The third difference is the method and path of implementing tax cuts and fee reductions. Past knowledge tells us that such measures are counter-cyclical periodic policies of adjustment, blowing east when the wind blows west. Tax and fee reduction policies are not implemented on a long-term and steady basis, but on a cyclical and phased one. They are implemented during trials and tribulations, and they return to their original state when the economy goes back to normal. In addition, tax cuts and fee reductions were formerly carried out through policy adjustments, which is different than the shift toward systemic changes we have seen over the past two years. In terms of social insurance premiums, they have been reduced through direct downward adjustment of the social insurance contribution rate. Given that this measure of downward adjustment has been implemented through institutional changes, it has a long-term and stable nature. Since this measure was adopted last year, it continues to be implemented this year and will remain next year, unless of course policies of institutional reform are rolled out once more. 


        All of these differences tell us that the pattern of macroeconomic policy configuration and the main ideas behind economic work are changing, truly distinguishing themselves from those of the past. If we persist in viewing the pattern of macroeconomic policies and related thinking of economic work with the outdated research paradigm, we are sure to get confused and find it difficult to spot the differences between current and previous practices. This analysis not only holds true for fiscal policy, but also for monetary policy. 

In terms of monetary policies, we talk of making sure that they are flexible, targeted, reasonable, and moderate while maintaining sufficient liquidity and enhancing financial support for the growth of the real economy. The focus is on the real economy and market entities. Unlike in the past, policymakers no longer talk about demand in a broad sense and advocate measures for expanding demand in general. As stated by Premier Keqiang in the first quarter of this year, China’s economic recovery has shown unprecedented growth momentum. He said that it is precisely by preserving the “green hills” that we can achieve this year’s work initiative, ensuring the survival and growth of hundreds of millions of market entities.

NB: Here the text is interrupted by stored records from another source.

//! Resolving a device's UTC offset.
//!
//! Three stages run strictly in order, each consuming the previous stage's
//! output:
//!
//! 1. device id + consent token -> [`DeviceAddress`] (voice platform settings API)
//! 2. `"<postal code> <country>"` -> [`Coordinates`] (geocoding service)
//! 3. coordinates + timestamp -> [`UtcOffset`] (timezone service)
//!
//! A failing stage ends the chain with its own [`ResolveError`] kind.

use async_trait::async_trait;
use chrono::{DateTime, FixedOffset, Offset, Utc};
use log::{debug, info};
use secrecy::SecretString;
use std::sync::Arc;
use thiserror::Error;

pub mod alexa_address;
pub mod google;

pub use alexa_address::AlexaAddressClient;
pub use google::GoogleMapsClient;

#[derive(Debug, Error)]
pub enum ResolveError {
    #[error(
        "Please grant permission to use your device's country and postal code in the Alexa app."
    )]
    PermissionNotGranted,

    #[error("I couldn't understand your address: {0}")]
    AddressNotUnderstood(String),

    #[error("I couldn't look up your timezone: {0}")]
    TimezoneLookupFailed(String),
}

/// What the voice platform tells us about the device that spoke.
#[derive(Debug)]
pub struct DeviceContext {
    pub api_endpoint: String,
    pub device_id: String,
    pub consent_token: Option<SecretString>,
}

#[derive(Debug, Clone, PartialEq, Eq)]
pub struct DeviceAddress {
    pub postal_code: String,
    pub country_code: String,
}

impl DeviceAddress {
    /// Query string handed to the geocoder.
    pub fn geocode_query(&self) -> String {
        format!("{} {}", self.postal_code, self.country_code)
    }
}

#[derive(Debug, Clone, Copy, PartialEq)]
pub struct Coordinates {
    pub lat: f64,
    pub lng: f64,
}

/// Signed distance of a local clock from UTC.
///
/// Timezone services report whole seconds, so the offset is kept exact.
#[derive(Debug, Clone, Copy, PartialEq, Eq)]
pub struct UtcOffset(FixedOffset);

impl UtcOffset {
    pub fn utc() -> Self {
        Self(Utc.fix())
    }

    /// Returns `None` for offsets of a day or more.
    pub fn from_seconds(seconds: i32) -> Option<Self> {
        FixedOffset::east_opt(seconds).map(Self)
    }

    pub fn seconds(&self) -> i32 {
        self.0.local_minus_utc()
    }

    /// Offset in minutes, `seconds / 60` without rounding.
    pub fn minutes(&self) -> f64 {
        f64::from(self.seconds()) / 60.0
    }

    pub fn fixed(&self) -> FixedOffset {
        self.0
    }
}

#[async_trait]
pub trait AddressLookup: Send + Sync {
    async fn lookup(&self, device: &DeviceContext) -> Result<DeviceAddress, ResolveError>;
}

#[async_trait]
pub trait Geocoder: Send + Sync {
    async fn geocode(&self, query: &str) -> Result<Coordinates, ResolveError>;
}

#[async_trait]
pub trait TimezoneLookup: Send + Sync {
    async fn offset_at(
        &self,
        coordinates: Coordinates,
        at: DateTime<Utc>,
    ) -> Result<UtcOffset, ResolveError>;
}

/// Runs the address -> geocode -> timezone pipeline.
#[derive(Clone)]
pub struct OffsetResolver {
    address: Arc<dyn AddressLookup>,
    geocoder: Arc<dyn Geocoder>,
    timezone: Arc<dyn TimezoneLookup>,
}

impl OffsetResolver {
    pub fn new(
        address: Arc<dyn AddressLookup>,
        geocoder: Arc<dyn Geocoder>,
        timezone: Arc<dyn TimezoneLookup>,
    ) -> Self {
        Self { address, geocoder, timezone }
    }

    pub async fn resolve(
        &self,
        device: &DeviceContext,
        now: DateTime<Utc>,
    ) -> Result<UtcOffset, ResolveError> {
        let address = self.address.lookup(device).await?;
        debug!("Device {} is at {:?}", device.device_id, address);

        let coordinates = self.geocoder.geocode(&address.geocode_query()).await?;
        debug!("Geocoded {} to {:?}", address.geocode_query(), coordinates);

        let offset = self.timezone.offset_at(coordinates, now).await?;
        info!("Resolved UTC offset of {} minutes for device {}", offset.minutes(), device.device_id);
        Ok(offset)
    }
}

impl std::fmt::Debug for OffsetResolver {
    fn fmt(&self, f: &mut std::fmt::Formatter<'_>) -> std::fmt::Result {
        f.debug_struct("OffsetResolver").finish_non_exhaustive()
    }
}
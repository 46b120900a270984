//! Snooze length calculation.

use crate::clock::ClockTime;
use crate::location::UtcOffset;
use chrono::{DateTime, Duration, Utc};
use std::fmt;

/// Whole minutes of do-not-disturb to request.
#[derive(Debug, Clone, Copy, PartialEq, Eq, PartialOrd, Ord)]
pub struct SnoozeDuration(u32);

impl SnoozeDuration {
    pub fn minutes(&self) -> u32 {
        self.0
    }
}

impl fmt::Display for SnoozeDuration {
    fn fmt(&self, f: &mut fmt::Formatter<'_>) -> fmt::Result {
        write!(f, "{} minutes", self.0)
    }
}

/// Minutes from `now` until the next occurrence of `target` on the user's clock.
///
/// `target` is read as today's date in the zone described by `offset`. When
/// that moment has already passed (strictly), the snooze runs until the same
/// time tomorrow. The result is truncated to whole minutes.
pub fn minutes_until(target: ClockTime, offset: UtcOffset, now: DateTime<Utc>) -> SnoozeDuration {
    let local_today = now.with_timezone(&offset.fixed()).date_naive();
    let target_local = local_today.and_time(target.naive_time());
    let mut target_at = target_local.and_utc() - Duration::seconds(i64::from(offset.seconds()));

    if now > target_at {
        target_at += Duration::days(1);
    }

    let minutes = (target_at - now).num_minutes();
    SnoozeDuration(u32::try_from(minutes).unwrap_or(0))
}
//! Handler for anything the skill doesn't recognise.

use super::{Services, Turn, TurnHandler};
use crate::alexa::SkillResponse;
use async_trait::async_trait;
use log::warn;

pub const NOT_UNDERSTOOD: &str = "Sorry, I didn't get that. What would you like to do?";
pub const NOT_UNDERSTOOD_REPROMPT: &str = "You can say, set my status, or, clear my status.";

#[derive(Debug)]
pub struct FallbackHandler;

#[async_trait]
impl TurnHandler for FallbackHandler {
    async fn handle(&self, turn: &Turn<'_>, _services: &Services) -> SkillResponse {
        warn!(
            "Unhandled request {} / {}",
            turn.envelope.request.kind,
            turn.envelope.intent_name().unwrap_or("-")
        );
        SkillResponse::ask(NOT_UNDERSTOOD, NOT_UNDERSTOOD_REPROMPT)
    }
}
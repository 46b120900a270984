pub mod alexa;
pub mod api_server;
pub mod clock;
pub mod config;
pub mod env_manager;
pub mod error;
pub mod intent_processor;
pub mod location;
pub mod slack;
pub mod snooze;
pub mod status;

use anyhow::Result;
use env_logger::Env;
use log::*;

pub async fn run(config: Config) -> Result<()> {
    info!("Starting snooze skill server");
    api_server::start_api_server(config).await
}

/// Timestamped log lines, `info` unless `RUST_LOG` or `SNOOZE_SKILL_LOG_LEVEL` says otherwise.
pub fn init_logger() {
    let default_level =
        env_manager::get_env_var("SNOOZE_SKILL_LOG_LEVEL").unwrap_or_else(|| "info".to_string());

    env_logger::Builder::from_env(Env::default().default_filter_or(default_level))
        .format(|buf, record| {
            use chrono::Local;
            use std::io::Write;
            writeln!(
                buf,
                "{} [{}] {}",
                Local::now().format("%Y-%m-%d %H:%M:%S"),
                record.level(),
                record.args()
            )
        })
        .init();
}

// Re-export commonly used types
pub use config::Config;
pub use error::SkillError;
pub use intent_processor::{IntentKind, IntentProcessor, Services};
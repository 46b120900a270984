use log::warn;
use std::env;
use std::path::PathBuf;

pub const REQUIRED_ENV_VARS: &[&str] = &["GOOGLE_MAPS_API_KEY"];

// Names of optional environment variables
pub const OPTIONAL_ENV_VARS: &[&str] = &[
    "ALEXA_APPLICATION_ID",
    "SNOOZE_SKILL_BIND_ADDR",
    "SNOOZE_SKILL_CONFIG_PATH",
    "SNOOZE_SKILL_LOG_LEVEL",
    "SLACK_API_BASE",
];

/// Returns the names of required variables that are unset or blank.
pub fn check_env_vars() -> Vec<&'static str> {
    let missing: Vec<&'static str> =
        REQUIRED_ENV_VARS.iter().copied().filter(|var| get_env_var(var).is_none()).collect();

    for var in &missing {
        warn!("Missing environment variable: {}", var);
    }
    missing
}

/// Load `.env` into the process environment. Runs before the logger exists,
/// so the outcome is returned for the caller to log.
pub fn load_env_file() -> Result<PathBuf, dotenvy::Error> {
    dotenvy::dotenv()
}

/// Value of an environment variable, treating blank values as unset.
pub fn get_env_var(name: &str) -> Option<String> {
    env::var(name).ok().filter(|value| !value.trim().is_empty())
}

#[cfg(test)]
mod tests {
    use super::*;

    #[test]
    fn blank_values_count_as_unset() {
        env::set_var("SNOOZE_SKILL_TEST_BLANK", "   ");
        assert_eq!(get_env_var("SNOOZE_SKILL_TEST_BLANK"), None);
        env::set_var("SNOOZE_SKILL_TEST_SET", "value");
        assert_eq!(get_env_var("SNOOZE_SKILL_TEST_SET").as_deref(), Some("value"));
    }

    #[test]
    fn optional_and_required_do_not_overlap() {
        for var in REQUIRED_ENV_VARS {
            assert!(!OPTIONAL_ENV_VARS.contains(var));
        }
    }

    #[test]
    fn application_id_is_optional() {
        assert!(OPTIONAL_ENV_VARS.contains(&"ALEXA_APPLICATION_ID"));
        assert!(!REQUIRED_ENV_VARS.contains(&"ALEXA_APPLICATION_ID"));
    }
}
//! Requested snooze times.
//!
//! The voice platform hands us either a clock time (`"13:30"`) or a coarse
//! period code (`"MO"`, `"AF"`, `"EV"`, `"NI"`). Both are parsed into
//! [`RequestedTime`], which always normalizes to a concrete [`ClockTime`].

use crate::error::SkillError;
use chrono::NaiveTime;
use once_cell::sync::Lazy;
use regex::Regex;
use std::fmt;
use std::str::FromStr;

static CLOCK_RE: Lazy<Regex> =
    Lazy::new(|| Regex::new(r"^([01]?\d|2[0-3]):([0-5]\d)$").expect("valid clock regex"));

/// Coarse time-of-day periods the voice platform can resolve a spoken time to.
#[derive(Debug, Clone, Copy, PartialEq, Eq)]
pub enum DayPeriod {
    Morning,
    Afternoon,
    Evening,
    Night,
}

impl DayPeriod {
    /// Parse a period token, accepting both platform codes and plain words.
    pub fn from_token(token: &str) -> Option<Self> {
        match token.trim().to_lowercase().as_str() {
            "mo" | "morning" => Some(DayPeriod::Morning),
            "af" | "afternoon" => Some(DayPeriod::Afternoon),
            "ev" | "evening" => Some(DayPeriod::Evening),
            "ni" | "night" => Some(DayPeriod::Night),
            _ => None,
        }
    }

    pub fn clock_time(self) -> ClockTime {
        match self {
            DayPeriod::Morning => ClockTime { hour: 9, minute: 0 },
            DayPeriod::Afternoon => ClockTime { hour: 13, minute: 0 },
            DayPeriod::Evening => ClockTime { hour: 19, minute: 0 },
            DayPeriod::Night => ClockTime { hour: 21, minute: 0 },
        }
    }
}

/// A wall-clock time of day in 24-hour form.
#[derive(Debug, Clone, Copy, PartialEq, Eq, PartialOrd, Ord)]
pub struct ClockTime {
    hour: u32,
    minute: u32,
}

impl ClockTime {
    pub fn new(hour: u32, minute: u32) -> Option<Self> {
        (hour < 24 && minute < 60).then_some(Self { hour, minute })
    }

    pub fn naive_time(&self) -> NaiveTime {
        NaiveTime::from_hms_opt(self.hour, self.minute, 0).unwrap_or(NaiveTime::MIN)
    }
}

impl fmt::Display for ClockTime {
    fn fmt(&self, f: &mut fmt::Formatter<'_>) -> fmt::Result {
        write!(f, "{:02}:{:02}", self.hour, self.minute)
    }
}

impl FromStr for ClockTime {
    type Err = SkillError;

    fn from_str(s: &str) -> Result<Self, Self::Err> {
        let caps = CLOCK_RE
            .captures(s.trim())
            .ok_or_else(|| SkillError::InvalidTime(s.to_string()))?;
        let hour = caps[1].parse().map_err(|_| SkillError::InvalidTime(s.to_string()))?;
        let minute = caps[2].parse().map_err(|_| SkillError::InvalidTime(s.to_string()))?;
        ClockTime::new(hour, minute).ok_or_else(|| SkillError::InvalidTime(s.to_string()))
    }
}

/// The time a user asked to be left alone until.
#[derive(Debug, Clone, Copy, PartialEq, Eq)]
pub enum RequestedTime {
    Period(DayPeriod),
    Clock(ClockTime),
}

impl RequestedTime {
    pub fn normalize(self) -> ClockTime {
        match self {
            RequestedTime::Period(period) => period.clock_time(),
            RequestedTime::Clock(time) => time,
        }
    }
}

impl FromStr for RequestedTime {
    type Err = SkillError;

    fn from_str(s: &str) -> Result<Self, Self::Err> {
        if let Some(period) = DayPeriod::from_token(s) {
            return Ok(RequestedTime::Period(period));
        }
        s.parse().map(RequestedTime::Clock)
    }
}

/// String-level normalization: period tokens become their `HH:mm` time and
/// anything else is returned untouched.
pub fn normalize_time_token(input: &str) -> String {
    match DayPeriod::from_token(input) {
        Some(period) => period.clock_time().to_string(),
        None => input.to_string(),
    }
}
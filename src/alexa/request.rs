//! Inbound request envelope sent by the Alexa service.

use chrono::{DateTime, Utc};
use serde::Deserialize;
use std::collections::HashMap;

#[derive(Debug, Clone, Deserialize)]
pub struct RequestEnvelope {
    #[serde(default)]
    pub version: String,
    pub session: Option<Session>,
    pub context: Option<Context>,
    pub request: Request,
}

#[derive(Debug, Clone, Deserialize)]
#[serde(rename_all = "camelCase")]
pub struct Session {
    #[serde(default)]
    pub new: bool,
    pub session_id: Option<String>,
    pub application: Option<Application>,
    pub user: Option<User>,
}

#[derive(Debug, Clone, Deserialize)]
#[serde(rename_all = "camelCase")]
pub struct Application {
    pub application_id: String,
}

#[derive(Debug, Clone, Deserialize)]
#[serde(rename_all = "camelCase")]
pub struct User {
    pub user_id: Option<String>,
    pub access_token: Option<String>,
    pub permissions: Option<Permissions>,
}

#[derive(Debug, Clone, Deserialize)]
#[serde(rename_all = "camelCase")]
pub struct Permissions {
    pub consent_token: Option<String>,
}

#[derive(Debug, Clone, Deserialize)]
pub struct Context {
    #[serde(rename = "System")]
    pub system: SystemContext,
}

#[derive(Debug, Clone, Deserialize)]
#[serde(rename_all = "camelCase")]
pub struct SystemContext {
    pub application: Option<Application>,
    pub user: Option<User>,
    pub device: Option<Device>,
    pub api_endpoint: Option<String>,
    pub api_access_token: Option<String>,
}

#[derive(Debug, Clone, Deserialize)]
#[serde(rename_all = "camelCase")]
pub struct Device {
    pub device_id: String,
}

#[derive(Debug, Clone, Deserialize)]
#[serde(rename_all = "camelCase")]
pub struct Request {
    #[serde(rename = "type")]
    pub kind: String,
    pub request_id: Option<String>,
    pub timestamp: Option<DateTime<Utc>>,
    pub intent: Option<Intent>,
    pub reason: Option<String>,
}

#[derive(Debug, Clone, Deserialize)]
pub struct Intent {
    pub name: String,
    #[serde(default)]
    pub slots: HashMap<String, Slot>,
}

#[derive(Debug, Clone, Deserialize)]
pub struct Slot {
    pub name: String,
    pub value: Option<String>,
}

fn non_empty(value: Option<&String>) -> Option<&str> {
    value.map(|v| v.trim()).filter(|v| !v.is_empty())
}

fn consent_of(user: Option<&User>) -> Option<&str> {
    non_empty(user.and_then(|u| u.permissions.as_ref()).and_then(|p| p.consent_token.as_ref()))
}

impl RequestEnvelope {
    fn system(&self) -> Option<&SystemContext> {
        self.context.as_ref().map(|c| &c.system)
    }

    fn system_user(&self) -> Option<&User> {
        self.system().and_then(|s| s.user.as_ref())
    }

    fn session_user(&self) -> Option<&User> {
        self.session.as_ref().and_then(|s| s.user.as_ref())
    }

    pub fn application_id(&self) -> Option<&str> {
        self.system()
            .and_then(|s| s.application.as_ref())
            .or_else(|| self.session.as_ref().and_then(|s| s.application.as_ref()))
            .map(|a| a.application_id.as_str())
    }

    /// Linked-account token for the messaging platform.
    pub fn access_token(&self) -> Option<&str> {
        non_empty(self.system_user().and_then(|u| u.access_token.as_ref()))
            .or_else(|| non_empty(self.session_user().and_then(|u| u.access_token.as_ref())))
    }

    /// Token for the device settings API. Older requests carry it as a
    /// user permission, newer ones as the system `apiAccessToken`.
    pub fn consent_token(&self) -> Option<&str> {
        consent_of(self.system_user())
            .or_else(|| consent_of(self.session_user()))
            .or_else(|| non_empty(self.system().and_then(|s| s.api_access_token.as_ref())))
    }

    pub fn device_id(&self) -> Option<&str> {
        self.system().and_then(|s| s.device.as_ref()).map(|d| d.device_id.as_str())
    }

    pub fn api_endpoint(&self) -> Option<&str> {
        non_empty(self.system().and_then(|s| s.api_endpoint.as_ref()))
    }

    pub fn intent_name(&self) -> Option<&str> {
        self.request.intent.as_ref().map(|i| i.name.as_str())
    }

    /// Value of a slot, if the user filled it.
    pub fn slot_value(&self, name: &str) -> Option<&str> {
        non_empty(
            self.request
                .intent
                .as_ref()
                .and_then(|i| i.slots.get(name))
                .and_then(|s| s.value.as_ref()),
        )
    }
}
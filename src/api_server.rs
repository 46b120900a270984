use axum::{
    extract::State,
    http::StatusCode,
    routing::{get, post},
    Json, Router,
};
use tower_http::limit::RequestBodyLimitLayer;
use serde::Serialize;
use std::sync::Arc;
use anyhow::{Result, anyhow};
use chrono::Utc;
use log::{info, debug, error, warn};
use reqwest::Client;
use secrecy::SecretString;
use tokio::net::TcpListener;
use uuid::Uuid;

use crate::alexa::{RequestEnvelope, RequestVerifier, SkillResponse};
use crate::config::Config;
use crate::intent_processor::{IntentProcessor, Services};
use crate::location::{AlexaAddressClient, GoogleMapsClient, OffsetResolver};
use crate::slack::SlackClient;

// API state that will be shared across handlers
pub struct ApiState {
    pub verifier: RequestVerifier,
    pub processor: IntentProcessor,
}

impl ApiState {
    pub fn new(verifier: RequestVerifier, processor: IntentProcessor) -> Self {
        Self { verifier, processor }
    }

    /// Wire the real HTTP clients up from configuration.
    pub fn from_config(config: &Config) -> Result<Self> {
        let http = Client::builder()
            .user_agent(concat!(env!("CARGO_PKG_NAME"), "/", env!("CARGO_PKG_VERSION")))
            .build()
            .map_err(|e| anyhow!("Failed to build HTTP client: {}", e))?;

        let google = Arc::new(GoogleMapsClient::new(
            http.clone(),
            SecretString::from(config.google_api_key()?.to_string()),
            config.geocode_url()?,
            config.timezone_url()?,
        ));
        let resolver = OffsetResolver::new(
            Arc::new(AlexaAddressClient::new(http.clone())),
            google.clone(),
            google,
        );
        let services = Services {
            resolver,
            status: Arc::new(SlackClient::new(http, config.slack_api_base()?)),
        };

        let verifier = RequestVerifier::new(
            config.alexa.application_id.clone(),
            config.alexa.timestamp_tolerance_secs,
        );
        Ok(Self::new(verifier, IntentProcessor::new(services)))
    }
}

// General API response
#[derive(Debug, Serialize)]
pub struct ApiResponse {
    pub success: bool,
    pub message: String,
}

// Skill endpoint: one request in, exactly one response out
pub async fn alexa_handler(
    State(state): State<Arc<ApiState>>,
    Json(envelope): Json<RequestEnvelope>,
) -> Result<Json<SkillResponse>, (StatusCode, Json<ApiResponse>)> {
    let request_id = Uuid::new_v4();
    let now = Utc::now();
    info!(
        "Request[{}]: {} {}",
        request_id,
        envelope.request.kind,
        envelope.request.request_id.as_deref().unwrap_or("-")
    );

    if let Err(e) = state.verifier.verify(&envelope, now) {
        warn!("Request[{}]: Rejected: {}", request_id, e);
        return Err((
            StatusCode::BAD_REQUEST,
            Json(ApiResponse {
                success: false,
                message: e.to_string(),
            }),
        ));
    }

    let response = state.processor.process(&envelope, now).await;
    debug!("Request[{}]: Completed", request_id);
    Ok(Json(response))
}

// Health check endpoint
async fn health_check() -> &'static str {
    "Snooze skill is running"
}

pub fn router(state: Arc<ApiState>, body_limit_bytes: usize) -> Router {
    Router::new()
        .route("/health", get(health_check))
        .route("/alexa", post(alexa_handler))
        .layer(RequestBodyLimitLayer::new(body_limit_bytes))
        .with_state(state)
}

async fn shutdown_signal() {
    if let Err(e) = tokio::signal::ctrl_c().await {
        error!("Failed to listen for shutdown signal: {}", e);
    }
    info!("Shutdown signal received");
}

// Create and start the API server
pub async fn start_api_server(config: Config) -> Result<()> {
    config.validate()?;
    let addr = config.bind_addr()?;
    let state = Arc::new(ApiState::from_config(&config)?);
    let app = router(state, config.server.body_limit_bytes);

    info!("API server starting on http://{}", addr);
    let listener = TcpListener::bind(addr).await
        .map_err(|e| anyhow!("Failed to bind to address: {}", e))?;

    info!("Skill endpoint available at http://{}/alexa", addr);

    axum::serve(listener, app)
        .with_graceful_shutdown(shutdown_signal())
        .await
        .map_err(|e| anyhow!("Failed to start API server: {}", e))?;

    Ok(())
}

Therefore, as we establish ourselves in the new development stage, uphold the new development concept, and strive to build a new development pattern, we must be attentive to the changes taking place in the pattern of macroeconomic policies as they become increasingly centered around support for market entities. 


        I am convinced that these changes will not only apply to last year and this year, but will persist through the 14th Five Year Plan period and beyond. 

As China enters a new stage of development, with such major changes to the relationship between the government and the market, I believe that both our macroeconomic analysis and related policy analysis will become ever more precise and reliable. As such, we will be able to put this analysis into practice in accordance with China’s economic conditions in the new stage. Thank you!